ASSIGNMENT ->
Repeat word for word the opening stretch of the entries, from the first line through the line containing "well-formed modify call".

Stored data:
//! Server-authoritative group
//!
//! `ServerGroup` owns the change log of one group and is the only place a
//! new version can be committed. `modify` computes the next state on a
//! working copy, checks the version precondition, signs the applied actions
//! and appends one log entry. Nothing is written before that append, so a
//! failed or conflicting call leaves the group exactly as it was.
//!
//! Callers on several threads must serialize access, for example through
//! [`GroupHandle`](super::handle::GroupHandle).

use super::actions::{Actions, AppliedActions, SignedChange};
use super::apply::{apply_actions, ApplyContext};
use super::capability::Group;
use super::change_log::{ChangeLog, ChangeLogEntry};
use super::credentials::{CredentialVerifier, GroupPublicParams, GroupSecretParams, Signer};
use super::errors::{GroupError, GroupResult};
use super::state::{GroupState, InitialGroupState};
use super::types::{Member, UserId};
use crate::config::GroupConfig;
use crate::metrics::{self, Timer};
use std::sync::Arc;
use tracing::{info, instrument, warn};

/// Result of a well-formed modify call
#[derive(Debug, Clone, PartialEq, Eq)]
pub enum ModifyOutcome {
    /// The change was committed
    Applied(SignedChange),
    /// The declared version was stale or ahead; nothing changed
    Conflict { expected_version: u32, requested_version: u32 },
}

impl ModifyOutcome {
    pub fn is_applied(&self) -> bool {
        matches!(self, ModifyOutcome::Applied(_))
    }

    pub fn is_conflict(&self) -> bool {
        matches!(self, ModifyOutcome::Conflict { .. })
    }
}

/// Authoritative group state machine
pub struct ServerGroup {
    public_params: GroupPublicParams,
    secret_params: GroupSecretParams,
    verifier: Arc<dyn CredentialVerifier>,
    signer: Arc<dyn Signer>,
    config: GroupConfig,
    log: ChangeLog,
}

impl std::fmt::Debug for ServerGroup {
    fn fmt(&self, f: &mut std::fmt::Formatter<'_>) -> std::fmt::Result {
        f.debug_struct("ServerGroup")
            .field("version", &self.log.current_version())
            .field("members", &self.log.current_state().members.len())
            .field("pending_members", &self.log.current_state().pending_members.len())
            .finish()
    }
}

fn now_millis() -> u64 {
    std::time::SystemTime::now()
        .duration_since(std::time::UNIX_EPOCH)
        .map(|d| d.as_millis() as u64)
        .unwrap_or(0)
}

impl ServerGroup {
    /// Validate and verify an initial state, then seed the change log at version 0
    ///
    /// Every initial member is admitted under the identity its presentation
    /// verifies to. Any failure aborts construction.
    #[instrument(skip_all, fields(members = initial.members.len()))]
    pub fn construct(
        initial: InitialGroupState,
        secret_params: GroupSecretParams,
        verifier: Arc<dyn CredentialVerifier>,
        signer: Arc<dyn Signer>,
        config: GroupConfig,
    ) -> GroupResult<Self> {
        initial.validate()?;

        let InitialGroupState {
            version,
            title,
            description,
            avatar,
            disappearing_messages_timer,
            public_key,
            access_control,
            members: initial_members,
        } = initial;

        let public_key =
            public_key.ok_or_else(|| GroupError::Validation("missing public key".to_string()))?;
        let access_control = access_control
            .ok_or_else(|| GroupError::Validation("missing access control".to_string()))?;
        let public_params = GroupPublicParams(public_key.clone());

        if initial_members.len() > config.max_group_size {
            return Err(GroupError::Validation(format!(
                "{} initial members exceed the limit of {}",
                initial_members.len(),
                config.max_group_size
            )));
        }
        if title.len() > config.max_title_bytes {
            return Err(GroupError::Validation(format!(
                "title is {} bytes, limit is {}",
                title.len(),
                config.max_title_bytes
            )));
        }
        if description.len() > config.max_description_bytes {
            return Err(GroupError::Validation(format!(
                "description is {} bytes, limit is {}",
                description.len(),
                config.max_description_bytes
            )));
        }

        let mut members: Vec<Member> = Vec::with_capacity(initial_members.len());
        for (idx, initial_member) in initial_members.into_iter().enumerate() {
            let role = initial_member
                .role
                .ok_or_else(|| GroupError::Validation(format!("member {} has no role", idx)))?;
            let verified = verifier.verify(&public_params, &initial_member.presentation)?;

            if members.iter().any(|m| m.user_id == verified.user_id) {
                return Err(GroupError::Validation(format!(
                    "member {} duplicates {}",
                    idx,
                    verified.user_id.short()
                )));
            }

            members.push(Member {
                user_id: verified.user_id,
                role,
                profile_key_ciphertext: verified.profile_key_ciphertext,
                joined_at_version: version,
            });
        }

        let state = GroupState {
            version,
            title,
            description,
            avatar,
            disappearing_messages_timer,
            public_key,
            access_control,
            members,
            pending_members: Vec::new(),
        };
        state.check_membership_invariants()?;
        let log = ChangeLog::seed(state)?;

        info!(members = log.current_state().members.len(), "group constructed");
        metrics::record_counter(metrics::GROUPS_CONSTRUCTED, 1);

        Ok(Self { public_params, secret_params, verifier, signer, config, log })
    }

    /// Apply an action bundle on behalf of the acting identities
    ///
    /// Returns `Ok(ModifyOutcome::Conflict)` when `actions.version` is not the
    /// next version; every other failure is an error. In both cases the
    /// group is left unchanged.
    #[instrument(
        skip(self, actions),
        fields(aci = %acting_aci.short(), pni = %acting_pni.short(), target = ?actions.version)
    )]
    pub fn modify(
        &mut self,
        acting_aci: &UserId,
        acting_pni: &UserId,
        actions: Actions,
    ) -> GroupResult<ModifyOutcome> {
        let timer = Timer::new(metrics::MODIFY_DURATION_MS);
        let result = self.try_modify(acting_aci, acting_pni, &actions);
        timer.stop();

        match &result {
            Ok(ModifyOutcome::Applied(change)) => {
                metrics::record_counter(metrics::MODIFY_APPLIED, 1);
                info!(
                    version = change.actions.version,
                    change_epoch = change.change_epoch,
                    "change committed"
                );
            }
            Ok(ModifyOutcome::Conflict { expected_version, requested_version }) => {
                metrics::record_counter(metrics::MODIFY_CONFLICT, 1);
                warn!(expected_version, requested_version, "version conflict");
            }
            Err(e) => {
                metrics::record_rejection(e.kind().as_str());
                warn!(kind = e.kind().as_str(), error = %e, "modify rejected");
            }
        }

        result
    }

    fn try_modify(
        &mut self,
        acting_aci: &UserId,
        acting_pni: &UserId,
        actions: &Actions,
    ) -> GroupResult<ModifyOutcome> {
        let target_version = actions
            .version
            .ok_or_else(|| GroupError::Validation("action bundle has no version".to_string()))?;

        let committed = self.log.current_state();
        let next_version = committed.version + 1;

        let ctx = ApplyContext {
            acting: committed.get_member(acting_aci),
            acting_aci,
            acting_pni,
            access: committed.access_control,
            params: &self.public_params,
            verifier: self.verifier.as_ref(),
            config: &self.config,
            next_version,
            now: now_millis(),
        };

        let mut working = committed.clone();
        let mut applied = AppliedActions::new(acting_aci.clone(), target_version);
        let change_epoch = apply_actions(&ctx, actions, &mut working, &mut applied)?;

        // Checked after the sub-actions, before anything is committed
        if target_version != next_version {
            return Ok(ModifyOutcome::Conflict {
                expected_version: next_version,
                requested_version: target_version,
            });
        }

        working.version = next_version;
        let encoded_actions = applied.encode()?;
        let signature = self.signer.sign(&self.secret_params, &encoded_actions)?;
        let change = SignedChange { actions: applied, encoded_actions, signature, change_epoch };

        self.log.append(change.clone(), working)?;
        Ok(ModifyOutcome::Applied(change))
    }

    /// Like [`Group::changes_since`], capped by `max_changes_per_fetch`
    pub fn changes_since_bounded(&self, index: usize) -> &[ChangeLogEntry] {
        let changes = self.log.since(index);
        match self.config.max_changes_per_fetch {
            0 => changes,
            limit => &changes[..limit.min(changes.len())],
        }
    }

    pub fn change_log(&self) -> &ChangeLog {
        &self.log
    }

    pub fn config(&self) -> &GroupConfig {
        &self.config
    }
}

impl Group for ServerGroup {
    fn current_state(&self) -> &GroupState {
        self.log.current_state()
    }

    fn public_params(&self) -> &GroupPublicParams {
        &self.public_params
    }

    fn changes_since(&self, index: usize) -> &[ChangeLogEntry] {
        self.log.since(index)
    }
}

WRITTEN SOLUTION ->
//! Server-authoritative group
//!
//! `ServerGroup` owns the change log of one group and is the only place a
//! new version can be committed. `modify` computes the next state on a
//! working copy, checks the version precondition, signs the applied actions
//! and appends one log entry. Nothing is written before that append, so a
//! failed or conflicting call leaves the group exactly as it was.
//!
//! Callers on several threads must serialize access, for example through
//! [`GroupHandle`](super::handle::GroupHandle).

use super::actions::{Actions, AppliedActions, SignedChange};
use super::apply::{apply_actions, ApplyContext};
use super::capability::Group;
use super::change_log::{ChangeLog, ChangeLogEntry};
use super::credentials::{CredentialVerifier, GroupPublicParams, GroupSecretParams, Signer};
use super::errors::{GroupError, GroupResult};
use super::state::{GroupState, InitialGroupState};
use super::types::{Member, UserId};
use crate::config::GroupConfig;
use crate::metrics::{self, Timer};
use std::sync::Arc;
use tracing::{info, instrument, warn};

/// Result of a well-formed modify call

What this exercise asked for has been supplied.